The air reservoir on the test rifle is made from stainless steel that makes it fairly heavy. I was told by Anschütz that a lighter reservoir is in development and should be available sometime in late 2000. Having attached the reservoir to the DIN filling adapter, the valve on the air tank was opened and the needle in the air pressure gauge that is attached to the end of the reservoir began to slowly move up to the recommended maximum 2900 psi mark. After closing the vale and bleeding the small amount of excess air, I reinstalled the reservoir by first cocking the rifle (don't forget this or you will vent a lot of air down the barrel) and simply screwing the reservoir back onto the rifle.

Now it was time to actually shoot the rifle for the first time. I cocked the rifle by firmly grabbing the cocking handle located on the right side of the action and pulling it up and rearward to set the trigger and open the loading port. The initial cocking effort was rather stout but after a few hundreds rounds the action broke in and the effort dropped to a very comfortable level.
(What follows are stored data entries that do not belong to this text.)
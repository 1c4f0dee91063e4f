/*! Real-time and batch autocorrection.

Finds the word being typed in an editable buffer, decides whether it is
misspelled, ranks corrections and optionally replaces the word while
keeping its original casing. The same components drive a one-shot batch
pass over a whole text.

Spelling knowledge comes from a [`Dictionary`](dictionary::Dictionary)
collaborator and the editable text from a
[`TextBuffer`](buffer::TextBuffer); neither is global state.

# Usage examples

```
use autocorrect::dictionary::WordList;
use autocorrect::pipeline::{correct, Mode};

let dictionary = WordList::from_frequencies(vec![
    ("this", 10),
    ("is", 8),
    ("simple", 4),
    ("sentence", 3),
]);
let result = correct("Ths is a smple sentnce.", Mode::Auto, &dictionary);

assert_eq!(result.text, "This is a simple sentence.");
assert_eq!(result.findings.len(), 3);
```

The interactive path goes through [`live::LiveController`], fed one
keystroke at a time; [`live::session::Session`] wraps it together with a
buffer for callers that receive input from several sources.
*/

#![warn(missing_docs)]
pub mod buffer;
pub mod dictionary;
pub mod live;
pub mod pipeline;
pub mod speller;
pub mod tokenizer;

pub(crate) mod constants;
pub(crate) mod types;

#[cfg(test)]
pub(crate) mod testing;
After a few minutes of sighting in, the rifle was shot at some test target at 50 yards. The first groups were not really impressive, certainly not up to what I had expected. However the firing cycle was smooth and the report was moderate. The gun balanced well in the sitting position with it setting across my left arm. It was very easy to shoot from the standing position, which was no big surprise. I noticed a slight muzzle flip when the rifle was fired but little other movement.
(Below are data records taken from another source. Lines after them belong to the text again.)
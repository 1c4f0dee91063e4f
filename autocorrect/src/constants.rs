/// Upper bound on the number of suggestions ever offered for a word.
pub const MAX_SUGGESTIONS: usize = 3;

/// Words shorter than this (in characters) are never checked.
pub const MIN_WORD_LEN: usize = 3;

/// Characters that complete a word when typed.
pub const TRIGGER_PUNCTUATION: &[char] = &['.', ',', '!', '?', ';', ':'];

/// Key names that complete a word regardless of the character they carry.
pub const TRIGGER_KEYS: &[&str] = &["space", "Return", "KP_Enter", "Tab"];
The rifle's performance over the next few weeks was not impressive with groups averaging around 3/4" at 50 yards off the bench. That is good when compared to most other airguns but not what you would expect from an Anschütz rifle. I shot groups with both Crosman Premier 10.5 and Beeman Kodiak pellets but both produced approximately the same size groups.

After about three months and several hundred rounds through it I decided to readjust the trigger and the length of pull of the rifle. I lightened the trigger and set it to single stage while increasing the length of pull to approximately 14" which is about the same as several of my other rifles. Suddenly my groups shrank to 1/2"-5/8" shooting from position with several ragged hole groups where one flyer opened up the group. With the new adjustments I was able to hold the gun much steadier and more comfortably. The lighter setting on the trigger also helped my trigger control and follow through.
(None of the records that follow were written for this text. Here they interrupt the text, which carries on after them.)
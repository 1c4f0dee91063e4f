//! One-pass correction of a whole text.
use serde::{Deserialize, Serialize};
use smol_str::SmolStr;

use crate::dictionary::Dictionary;
use crate::speller::suggestion::CorrectionFinding;
use crate::speller::{CandidateRanker, SpellerConfig, Verdict};
use crate::tokenizer::case_handling::preserve_case;
use crate::tokenizer::{is_alphanumeric, Tokenize};

/// What to do with misspelled words.
#[derive(Debug, Clone, Copy, PartialEq, Eq, Serialize, Deserialize)]
#[serde(rename_all = "lowercase")]
pub enum Mode {
    /// Only report findings; the text is kept as is
    Report,
    /// Report findings and replace each word by its best guess
    Auto,
}

/// The rewritten text and every misspelling found, left to right.
#[derive(Debug, Clone, Default, PartialEq, Eq, Serialize)]
pub struct Correction {
    /// Output text, re-spaced
    pub text: String,
    /// One entry per flagged word
    pub findings: Vec<CorrectionFinding>,
}

/// Corrects `text` with default settings.
pub fn correct<D: Dictionary>(text: &str, mode: Mode, dictionary: D) -> Correction {
    correct_with(&CandidateRanker::new(dictionary, SpellerConfig::default()), text, mode)
}

/// Corrects `text` using an existing ranker.
///
/// Words made only of letters that pass the ignore policy are looked up.
/// Misspelled ones are always reported; in [`Mode::Auto`] those with a
/// best guess are replaced, keeping the original casing.
///
/// The output is rebuilt with one space after every alphanumeric token,
/// and punctuation pulled onto the preceding token. Original whitespace
/// is not kept.
pub fn correct_with<D: Dictionary>(ranker: &CandidateRanker<D>, text: &str, mode: Mode) -> Correction {
    let mut output: Vec<SmolStr> = vec![];
    let mut findings = vec![];

    for token in text.tokens() {
        if !token.is_alphabetic() {
            output.push(token.text.into());
            continue;
        }

        let list = match ranker.check(token.text) {
            Verdict::Misspelled(list) => list,
            _ => {
                output.push(token.text.into());
                continue;
            }
        };

        let replacement = match (mode, list.best_guess()) {
            (Mode::Auto, Some(best)) => preserve_case(token.text, best),
            _ => token.text.into(),
        };

        log::debug!(
            "Flagged {:?} at {}: {:?} -> {:?}",
            token.text,
            token.index,
            list.values(),
            replacement
        );

        findings.push(CorrectionFinding::new(token.text.into(), list));
        output.push(replacement);
    }

    Correction {
        text: join(&output),
        findings,
    }
}

fn join(tokens: &[SmolStr]) -> String {
    let mut out = String::new();

    for token in tokens {
        if !is_alphanumeric(token) {
            out.truncate(out.trim_end().len());
        }
        out.push_str(token);
        out.push(' ');
    }

    out.truncate(out.trim_end().len());
    out
}

#[cfg(test)]
mod tests {
    use super::*;
    use crate::testing::{sentence_dictionary, FakeDictionary};

    fn words(c: &Correction) -> Vec<(&str, Vec<&str>)> {
        c.findings
            .iter()
            .map(|f| (f.original.as_str(), f.suggestions.iter().collect()))
            .collect()
    }

    #[test]
    fn report_mode_keeps_text() {
        let c = correct("Ths is a smple sentnce.", Mode::Report, sentence_dictionary());
        assert_eq!(c.text, "Ths is a smple sentnce.");
        assert_eq!(
            words(&c),
            vec![
                ("Ths", vec!["this", "the", "thus"]),
                ("smple", vec!["simple", "sample"]),
                ("sentnce", vec!["sentence"])
            ]
        );
    }

    #[test]
    fn auto_mode_replaces_with_case() {
        let c = correct("Ths is a smple sentnce.", Mode::Auto, sentence_dictionary());
        assert_eq!(c.text, "This is a simple sentence.");
        assert_eq!(c.findings.len(), 3);

        let c = correct(
            "Ths is a smple sentence with teh erors.",
            Mode::Auto,
            sentence_dictionary(),
        );
        assert_eq!(c.text, "This is a simple sentence with the errors.");
    }

    #[test]
    fn valid_words_are_untouched() {
        for mode in [Mode::Report, Mode::Auto] {
            let c = correct("The cat sat on the mat", mode, sentence_dictionary());
            assert_eq!(c.text, "The cat sat on the mat");
            assert!(c.findings.is_empty());
        }
    }

    #[test]
    fn ignored_words_are_not_reported() {
        let c = correct("NASA ths2 ab THS", Mode::Auto, sentence_dictionary());
        assert_eq!(c.text, "NASA ths2 ab THS");
        assert!(c.findings.is_empty());
    }

    #[test]
    fn no_best_guess_no_replacement() {
        let dictionary = FakeDictionary::new().candidates_only("smple", &["sample", "simple"]);
        let c = correct("smple qwzx", Mode::Auto, &dictionary);
        assert_eq!(c.text, "smple qwzx");
        assert_eq!(
            words(&c),
            vec![("smple", vec!["sample", "simple"]), ("qwzx", vec![])]
        );
    }

    #[test]
    fn failed_lookups_pass_through_unflagged() {
        let c = correct("Ths smple", Mode::Auto, sentence_dictionary().failing("ths"));
        assert_eq!(c.text, "Ths simple");
        assert_eq!(words(&c), vec![("smple", vec!["simple", "sample"])]);
    }

    #[test]
    fn spacing_rule() {
        let dictionary = FakeDictionary::new().known(&["hello", "world", "fine"]);
        let c = correct("Hello ,   world ! (ok)\n\tfine...", Mode::Report, dictionary);
        assert_eq!(c.text, "Hello, world!( ok) fine...");

        let c = correct("snake_case here", Mode::Report, FakeDictionary::new().known(&["here"]));
        assert_eq!(c.text, "snake_case here");

        let c = correct("it's", Mode::Report, FakeDictionary::new());
        assert_eq!(c.text, "it' s");
    }

    #[test]
    fn empty_input() {
        let c = correct("", Mode::Auto, sentence_dictionary());
        assert_eq!(c, Correction::default());
        assert_eq!(correct(" \n ", Mode::Report, sentence_dictionary()).text, "");
    }

    #[test]
    fn zero_n_best_still_replaces() {
        let ranker = CandidateRanker::new(
            sentence_dictionary(),
            SpellerConfig {
                n_best: 0,
                auto_replace: true,
            },
        );
        let c = correct_with(&ranker, "Ths", Mode::Auto);
        assert_eq!(c.text, "This");
        assert_eq!(words(&c), vec![("Ths", vec!["this"])]);
    }

    #[test]
    fn correction_as_json() {
        let c = correct("Ths", Mode::Auto, sentence_dictionary());
        assert_eq!(
            serde_json::to_value(&c).unwrap(),
            serde_json::json!({
                "text": "This",
                "findings": [{ "word": "Ths", "suggestions": ["this", "the", "thus"] }]
            })
        );
    }
}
Anschütz 2025 Accuracy Results
Crosman
Premiers 10.5
Beeman
Kodiak Match
Average Accuracy 0.73 0.65
Smallest 0.63 0.50
Largest 0.94 1.0
Accuracy results are from 5 groups of 10 shots each with lubricated pellets at 50 yards, measure c-t-c.

The groups from the bench had improved after several hundred rounds, but not much. The 2025 didn't seem to perform as well from the bench as it did when held and shot from a normal shooting position. It seemed to be rather hold sensitive on the bench and you had to really work to get the best groups out of it. The 2025 seemed to favor the Kodiak Match over the Premiers.

I noticed during several shooting sessions that the adjustable objective on my scope would move from the 50 yard setting down to 45 or 46 after shooting session. I also noticed that it would periodically throw a pellet outside what was a tight group without explanation. That makes me think that there may be a vibration or harmonic happening during the firing cycle that may be causing the poorer than normal bench groups. Another possible reason suggested to me is the fact that the barrel is under some tension when the breech is closed which may affect harmonics in the barrel. At any rate, the accuracy results sh ould be qualified by the fact that I saw improved groups off the bench.

Anschütz 2025 Velocity Results
Crosman
Premiers 10.5
Beeman
Kodiak Match
Average Velocity 822 835
Standard Deviation 3.02 1.82
Highest 826 838
Lowest 816 831
Extreme Spread 10.0 7.0
Weight 10.5 10.6
Energy 15.8 16.4
Velocities results are calculated from a 30 shot string.

When the 2025 was first announced, it's advertised velocity was to be around the 800 fps mark. However the test rifle averaged around the 830 fps mark with Crosman Premier 10.5 pellets, yielding 16 ft. lbs. of energy. The overall velocity performance was good but the extreme spread was bigger than I had expected.

I have shot the rifle in several matches while evaluating it with good success with it. The first match I shot occurred a few weeks after receiving the 2025, I managed to win the match after a shoot-off at a 3/4" target at 34 yards. Even though I won the match I didn't feel the rifle was performing up to the standards of the other Field Target rifles. I used the 2025 in two matches a few months later on Superbowl weekend. By now the rifle had broken in and was shooting very accurately. I had more time wit h it and with the new adjustments, I was simply shooting it better.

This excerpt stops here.